É difícil dizer porque estou apaixonado pela Universidade do Porto. Como alguém que está apaixonado, os meus olhos estão nas boas coisas.

Uma ideia para melhorar a Universidade do Porto?

Gostaria que houvesse mais colaboração com Universidades dos PALOP, por exemplo, a criação de cursos de Mestrado e Doutoramento conjuntos com os países africanos. O meu sonho é que esta Universidade seja o ponto de referência, a primeira opção das pessoas dos PALOP.

Como prefere passar os tempos livres?

A conversar e a assistir a documentários.

Um livro preferido?

Gosto de livros de autodesenvolvimento, em especial de dois: Petites Habitudes, Grandes Réussites, de Onur Karapinar, e Atomic Habits, de James Clear.

Um músico preferido?

Gosto muito de música popular africana. O meu cantor preferido é o cantor zimbabueano Oliver Mtukudzi.

Um prato preferido?

Gosto muito de quiabo com peixe frito e xima de milho, um alimento típico de Moçambique.

Um filme preferido?

Há um filme que me marcou bastante. Chama-se Três Idiotas. É um filme indiano que fala de um jovem “Rancho” que esteve na universidade em busca de conhecimento autêntico. Ele desafia as normas, incentiva os seus amigos e colegas a seguirem suas paixões e questiona o ensino focado apenas em notas e sucesso material.

Uma viagem de sonho?

Gostaria de conhecer um pouco o Norte de África, sobretudo os países francófonos.

Um objetivo de vida?

O meu objetivo na vida é servir.

Uma inspiração?

A minha maior fonte de inspiração é o meu pai. Ele sempre me ensinou a buscar o conhecimento e que outras coisas viriam a seguir.

O projeto da sua vida?

Outra questão difícil porque é dinâmico. Quero contribuir para o bem-estar da população, sobretudo na área da saúde, e fazer parte de um projeto grande, transnacional, que não tenha a ver apenas com o Moçambique.

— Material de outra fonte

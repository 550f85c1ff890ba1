//! Build the argv and environment for each agent CLI. The claude CLI accepts a
//! caller-chosen conversation id on creation and resumes by id; the copilot CLI
//! only resumes by id (creation ids are discovered from its state directory).

use std::path::Path;

use portable_pty::CommandBuilder;

use super::AgentKind;

/// True when the deployment asked for permission prompts to be bypassed
/// (container deployments where every action is already sandboxed).
pub fn docker_mode() -> bool {
    std::env::var("DOCKER_MODE").is_ok_and(|v| !v.is_empty())
}

/// Argv for an agent start. `resume` only takes effect when a conversation id
/// is known; otherwise the start falls back to creating a new conversation.
pub fn argv_for_agent(
    agent: AgentKind,
    session_id: &str,
    conversation_id: Option<&str>,
    prompt: Option<&str>,
    resume: bool,
    docker: bool,
) -> Vec<String> {
    let mut argv: Vec<String> = vec![agent.as_str().to_string()];
    match agent {
        AgentKind::Claude => {
            if let Some(p) = prompt.filter(|p| !p.is_empty()) {
                argv.push(p.to_string());
            }
            match conversation_id.filter(|_| resume) {
                Some(conv) => {
                    argv.push("--resume".into());
                    argv.push(conv.to_string());
                }
                None => {
                    argv.push("--session-id".into());
                    argv.push(session_id.to_string());
                }
            }
            if docker {
                argv.push("--dangerously-skip-permissions".into());
            }
        }
        AgentKind::Copilot => {
            if let Some(p) = prompt.filter(|p| !p.is_empty()) {
                argv.push("-p".into());
                argv.push(p.to_string());
            }
            if let Some(conv) = conversation_id.filter(|_| resume) {
                argv.push("--resume".into());
                argv.push(conv.to_string());
            }
            if docker {
                argv.push("--allow-all-tools".into());
            }
        }
    }
    argv
}

/// CommandBuilder for an agent start: argv from [`argv_for_agent`], cwd set to
/// the workspace, parent env inherited with the terminal vars forced.
pub fn command_for_agent(
    agent: AgentKind,
    workspace_path: &Path,
    session_id: &str,
    conversation_id: Option<&str>,
    prompt: Option<&str>,
    resume: bool,
    docker: bool,
) -> CommandBuilder {
    let argv = argv_for_agent(agent, session_id, conversation_id, prompt, resume, docker);
    let mut cmd = CommandBuilder::new(&argv[0]);
    for a in &argv[1..] {
        cmd.arg(a);
    }
    cmd.cwd(workspace_path);
    cmd.env("TERM", "xterm-256color");
    cmd.env("FORCE_COLOR", "1");
    cmd
}

#[cfg(test)]
mod tests {
    use super::*;

    #[test]
    fn claude_first_start_uses_session_id_flag() {
        let argv = argv_for_agent(AgentKind::Claude, "uuid-1", None, Some("hello"), false, false);
        assert_eq!(
            argv,
            vec!["claude", "hello", "--session-id", "uuid-1"]
        );
    }

    #[test]
    fn claude_resume_uses_stored_conversation_id() {
        let argv = argv_for_agent(
            AgentKind::Claude,
            "uuid-1",
            Some("conv-9"),
            None,
            true,
            false,
        );
        assert_eq!(argv, vec!["claude", "--resume", "conv-9"]);
    }

    #[test]
    fn claude_resume_without_conversation_falls_back_to_create() {
        let argv = argv_for_agent(AgentKind::Claude, "uuid-1", None, None, true, false);
        assert_eq!(argv, vec!["claude", "--session-id", "uuid-1"]);
    }

    #[test]
    fn copilot_never_passes_our_session_id() {
        let argv = argv_for_agent(AgentKind::Copilot, "uuid-1", None, Some("fix it"), false, false);
        assert_eq!(argv, vec!["copilot", "-p", "fix it"]);
    }

    #[test]
    fn copilot_resume_by_discovered_id() {
        let argv = argv_for_agent(AgentKind::Copilot, "uuid-1", Some("z"), None, true, false);
        assert_eq!(argv, vec!["copilot", "--resume", "z"]);
    }

    #[test]
    fn docker_mode_appends_permission_bypass() {
        let claude = argv_for_agent(AgentKind::Claude, "u", None, None, false, true);
        assert_eq!(claude.last().unwrap(), "--dangerously-skip-permissions");
        let copilot = argv_for_agent(AgentKind::Copilot, "u", None, None, false, true);
        assert_eq!(copilot.last().unwrap(), "--allow-all-tools");
    }
}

Uma ideia para promover uma maior ligação entre a Universidade e a comunidade?

Quando eu estava na Universidade, em Maputo, participei num projeto em que, nas férias, os estudantes falavam sobre a universidade com os alunos do ensino secundário. É muito importante que as pessoas que estão na academia partilhem as suas experiências com as gerações mais novas.

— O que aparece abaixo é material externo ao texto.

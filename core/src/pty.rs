//! PTY multiplexing engine: each live session owns one PTY running an agent CLI
//! and fans its output out to any number of attached browser clients. Output is
//! batched and size-capped, per-client acknowledgements drive flow control
//! (the PTY reader is paused when a client falls behind), prompt-looking output
//! triggers a push notification, and a failed resume respawns the CLI without
//! the clients noticing.

use async_trait::async_trait;

pub mod client;
pub mod command;
pub mod discovery;
pub mod interaction;
pub mod process;
pub mod registry;
pub mod session;

pub use client::{ClientHandle, ClientMessage, ServerMessage};
pub use registry::{PtyRegistry, StartError};
pub use session::PtySession;

/// Delay between the first byte of a burst and the first flush.
pub const OUTPUT_BATCH_INTERVAL_MS: u64 = 16;
/// Minimum interval between consecutive flushes while draining a backlog.
pub const OUTPUT_THROTTLE_MS: u64 = 8;
/// Upper bound on one outbound `pty-data` message.
pub const OUTPUT_MAX_CHUNK_SIZE: usize = 64 * 1024;
/// Hard cap on buffered-but-unsent output. Only reachable when flow control is
/// broken; crossing it drops the oldest chunks.
pub const OUTPUT_MAX_BUFFER_SIZE: usize = 256 * 1024;

/// A client this many bytes behind on ACKs pauses the PTY reader.
pub const ACK_PAUSE_THRESHOLD: u64 = 64 * 1024;
/// All clients under this many unacked bytes resumes the PTY reader.
pub const ACK_RESUME_THRESHOLD: u64 = 32 * 1024;
/// A pause older than this is force-released so a stuck client cannot wedge the CLI.
pub const PAUSE_TIMEOUT_MS: u64 = 30_000;

/// Silence longer than this after output counts as "waiting for input".
pub const IDLE_THRESHOLD_MS: u64 = 8_000;

/// Initial terminal size for spawned CLIs.
pub const INITIAL_COLS: u16 = 120;
pub const INITIAL_ROWS: u16 = 40;

/// How much resume output is scanned for the stale-conversation marker.
pub const RETRY_DETECTION_LIMIT: usize = 1024;
/// Printed by the claude CLI when `--resume` references an unknown conversation.
pub const RESUME_FAILURE_MARKER: &str = "No conversation found with session ID";

/// Which agent CLI a session drives.
#[derive(Debug, Clone, Copy, PartialEq, Eq, serde::Serialize, serde::Deserialize)]
#[serde(rename_all = "lowercase")]
pub enum AgentKind {
    /// Accepts a caller-chosen conversation id (`--session-id`) and resumes with `--resume <id>`.
    Claude,
    /// Invents its own conversation ids; we learn them from its state directory.
    Copilot,
}

impl AgentKind {
    pub fn as_str(&self) -> &'static str {
        match self {
            AgentKind::Claude => "claude",
            AgentKind::Copilot => "copilot",
        }
    }

    /// Parse a stored agent name; unknown values map to Claude.
    pub fn from_str_or_default(s: &str) -> Self {
        match s {
            "copilot" => AgentKind::Copilot,
            _ => AgentKind::Claude,
        }
    }
}

impl std::fmt::Display for AgentKind {
    fn fmt(&self, f: &mut std::fmt::Formatter<'_>) -> std::fmt::Result {
        f.write_str(self.as_str())
    }
}

/// Injected persistence for discovered conversation ids. The server wires this
/// to the sessions table; tests use an in-memory recorder.
#[async_trait]
pub trait ConversationSink: Send + Sync {
    async fn persist_conversation_id(
        &self,
        session_id: &str,
        conversation_id: &str,
    ) -> anyhow::Result<()>;
}
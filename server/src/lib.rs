//! AgentDeck server: Axum HTTP + WebSocket. The PTY engine lives in common.

mod web_server;

pub use web_server::{app, run_web_server, AppState, SqliteSink};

Agora, numa perspetiva de envolvimento comunitário, acho que devia haver um trabalho de pesquisa para perceber quais são as preocupações, necessidades e as dificuldades que as comunidades têm e ver como a Universidade pode ajudar na resolução dos problemas.

O que espera poder fazer pela saúde no futuro?

O meu contributo será formar novas gerações e providenciar evidências científicas para apoiar os decisores políticos a tomarem as melhores decisões.